O pouco que resta é produto de uma modificação do nosso conhecimento prévio. O filósofo é categórico ao afirmar que não existe o conhecimento certo, mas apenas o conhecimento conjectural.

Nossa tarefa como seres humanos, de acordo com Popper (1999), é procurar pela verdade absoluta e objetiva. Como não a possuímos, estamos frequentemente procurando uma aproximação a esta. Se a verdade fosse absoluta e objetiva, não seria possível errarmos. Essa constante busca se traduz em inventarmos a priori nossas teorias, nossas generalizações e, inclusive, nossas percepções, que, por sua vez, não passam de uma conjectura, ou seja, a interpretação do que vemos; e, pelo fato de ser uma interpretação, trata-se de uma hipótese. Comparamos continuamente essas hipóteses ou conjecturas com a realidade, para, desta forma, dela nos aproximarmos. Popper, da mesma forma que Darwin que relatou diversas vezes em seu livro “A Origem da Vida”, acredita que infelizmente sabemos muito pouco de tudo ou quase nada de nada, e, mesmo assim, ficamos surpresos quando nossas expectativas inconscientes são frustradas. Apesar de toda esta incerteza de caráter hipotético, entretanto, muito do nosso conhecimento será verdade objetiva, ou seja, corresponderá aos fatos objetivos, caso contrário, não teríamos sobrevivido como espécie.

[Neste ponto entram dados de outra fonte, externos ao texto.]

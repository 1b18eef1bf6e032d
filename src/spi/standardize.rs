//! Distribution fit and probit transform behind a narrow trait.

use crate::spi::error::SpiError;
use crate::spi::gamma::fit_gamma;
use statrs::distribution::{ContinuousCDF, Normal};

/// Turns a sample of accumulated precipitation into standard-normal scores.
///
/// Implementations receive only valid (non-missing) values and must return one score per
/// input value, in order. Swapping the implementation changes the statistics backend
/// without touching the rolling window or the per-scale orchestration.
pub trait Standardize {
    fn fit_and_standardize(&self, values: &[f64]) -> Result<Vec<f64>, SpiError>;
}

/// Gamma (location 0) fit followed by the inverse standard-normal CDF.
#[derive(Debug, Clone, Copy, Default)]
pub struct GammaStandardizer;

impl Standardize for GammaStandardizer {
    fn fit_and_standardize(&self, values: &[f64]) -> Result<Vec<f64>, SpiError> {
        let params = fit_gamma(values)?;
        let gamma = params.distribution()?;
        let normal = standard_normal()?;
        Ok(values
            .iter()
            .map(|&x| probit_with(&normal, gamma.cdf(x)))
            .collect())
    }
}

/// Standard-normal quantile of `p`. `p == 0` gives `-inf` and `p == 1` gives `+inf`.
///
/// ```
/// use era5_spi::probit;
///
/// assert!(probit(0.5).abs() < 1e-12);
/// assert_eq!(probit(1.0), f64::INFINITY);
/// assert!((probit(0.975) - 1.959963984540054).abs() < 1e-9);
/// ```
pub fn probit(p: f64) -> f64 {
    match standard_normal() {
        Ok(normal) => probit_with(&normal, p),
        Err(_) => f64::NAN,
    }
}

fn standard_normal() -> Result<Normal, SpiError> {
    Normal::new(0.0, 1.0)
        .map_err(|e| SpiError::DegenerateFit(format!("standard normal construction failed: {e}")))
}

fn probit_with(normal: &Normal, p: f64) -> f64 {
    if p.is_nan() {
        f64::NAN
    } else if p <= 0.0 {
        f64::NEG_INFINITY
    } else if p >= 1.0 {
        f64::INFINITY
    } else {
        normal.inverse_cdf(p)
    }
}

/// Applies `standardizer` to the non-missing entries of `accumulated`, writing each score
/// back at its original position. Missing entries stay missing.
pub fn standardize_series<S: Standardize + ?Sized>(
    accumulated: &[Option<f64>],
    standardizer: &S,
) -> Result<Vec<Option<f64>>, SpiError> {
    let (positions, sample): (Vec<usize>, Vec<f64>) = accumulated
        .iter()
        .enumerate()
        .filter_map(|(i, v)| v.map(|x| (i, x)))
        .unzip();

    let scores = standardizer.fit_and_standardize(&sample)?;
    if scores.len() != sample.len() {
        return Err(SpiError::DegenerateFit(format!(
            "standardizer returned {} scores for {} values",
            scores.len(),
            sample.len()
        )));
    }

    let mut output = vec![None; accumulated.len()];
    for (position, score) in positions.into_iter().zip(scores) {
        output[position] = Some(score);
    }
    Ok(output)
}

Devemos distinguir claramente entre a verdade de uma expectativa e sua certeza, ou seja, a ideia da verdade e a ideia da certeza. As verdades certas podem ser exemplificadas como aquelas que são matematicamente demonstráveis. O que ocorre é que há muita verdade em nosso conhecimento, porém pouca certeza, e, por este motivo, devemos abordar nossas hipóteses criticamente e testá-las incansavelmente.

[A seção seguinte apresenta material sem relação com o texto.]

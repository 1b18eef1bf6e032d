//! demos/maestra_met.rs
//!
//! Turns hourly ERA5-Land values exported to CSV (`valid_time,t2m,d2m,sp,tp,u10,v10,ssrd`)
//! into a MAESTRA met file.
//!
//! cargo run --example maestra_met -- era5_hourly.csv met.dat

use chrono::NaiveDateTime;
use era5_spi::{write_met_file, HourlyMet};
use polars::prelude::*;
use std::error::Error;
use std::path::PathBuf;

fn main() -> Result<(), Box<dyn Error>> {
    let mut args = std::env::args().skip(1);
    let input = PathBuf::from(args.next().unwrap_or_else(|| "era5_hourly.csv".into()));
    let output = PathBuf::from(args.next().unwrap_or_else(|| "met.dat".into()));

    let df = CsvReadOptions::default()
        .with_has_header(true)
        .try_into_reader_with_file_path(Some(input))?
        .finish()?;

    let times = df
        .column("valid_time")?
        .str()?
        .into_iter()
        .map(|t| NaiveDateTime::parse_from_str(t.unwrap_or_default(), "%Y-%m-%d %H:%M:%S"))
        .collect::<Result<Vec<_>, _>>()?;
    let values = |name: &str| -> PolarsResult<Vec<f64>> {
        Ok(df
            .column(name)?
            .cast(&DataType::Float64)?
            .f64()?
            .into_iter()
            .map(|v| v.unwrap_or(f64::NAN))
            .collect())
    };

    let met = HourlyMet {
        times,
        t2m: values("t2m")?,
        d2m: values("d2m")?,
        sp: values("sp")?,
        tp: values("tp")?,
        u10: values("u10")?,
        v10: values("v10")?,
        ssrd: values("ssrd")?,
        latitude: 51.2,
        longitude: 359.1,
    };

    write_met_file(&met, &output)?;
    println!("MAESTRA met file written to {}", output.display());
    Ok(())
}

There is much truth in much of our knowledge, but little certainty. We must approach our hypotheses critically; we must test them as severely as we can, in order to find out whether they cannot be shown to be false after all….Truth is objective: it is correspondence to the facts. (POPPER, 1999, p. 60)

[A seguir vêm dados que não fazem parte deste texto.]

//! Standardized Precipitation Index engine.
//!
//! A monthly precipitation series is accumulated over each requested scale
//! ([`rolling::rolling_sum`]), the valid accumulations are fitted with a zero-location gamma
//! distribution ([`gamma::fit_gamma`]) and mapped through the gamma CDF and the inverse
//! standard-normal CDF ([`standardize::GammaStandardizer`]). Scales never influence each
//! other; a scale that cannot be fitted comes back as an all-missing column.

pub mod error;
pub mod gamma;
pub mod report;
pub mod rolling;
pub mod spi_frame;
pub mod standardize;
pub mod table;
use thiserror::Error;

#[derive(Debug, Clone, PartialEq, Error)]
pub enum SpiError {
    #[error("Only {found} valid observations, at least {required} are needed for a gamma fit")]
    InsufficientSample { found: usize, required: usize },

    #[error("Gamma fit is degenerate: {0}")]
    DegenerateFit(String),

    #[error("Accumulation scale must be a positive number of months, got {0}")]
    InvalidScale(usize),
}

Temos que ser muito cautelosos para não sermos dogmáticos quanto à certeza de nosso conhecimento. Neste sentido, podemos ter um forte sentimento de verdade e de convicção, sem perdermos de vista o fato de que temos um conhecimento insuficiente.

Popper (1999) sustenta que todos os organismos vivos são guiados por leis de regularidades que geram expectativas em relação às mudanças no meio, e isto se aplica também aos seres humanos. Ele foi muito crítico de uma teoria que afirmava que a ciência tinha início a partir de nossa percepção ou do nosso senso de observação, pois, sem um problema, não há observação. Essa antiga teoria da indução era dependente do conceito de senso comum, ou seja, que todo o nosso conhecimento do mundo externo é inteiramente derivado das nossas impressões sensoriais. Entretanto, sob a lente da epistemologia, o conhecimento de senso comum não é confiável. Do ponto de vista evolutivo, os nossos sentidos são ferramentas que surgiram para resolver problemas biológicos. A ciência, produto da mente humana, tem início com a invenção de um método crítico não dogmático, visto que pressupõe uma linguagem humana descritiva e objetiva para discussão pública e testes experimentais.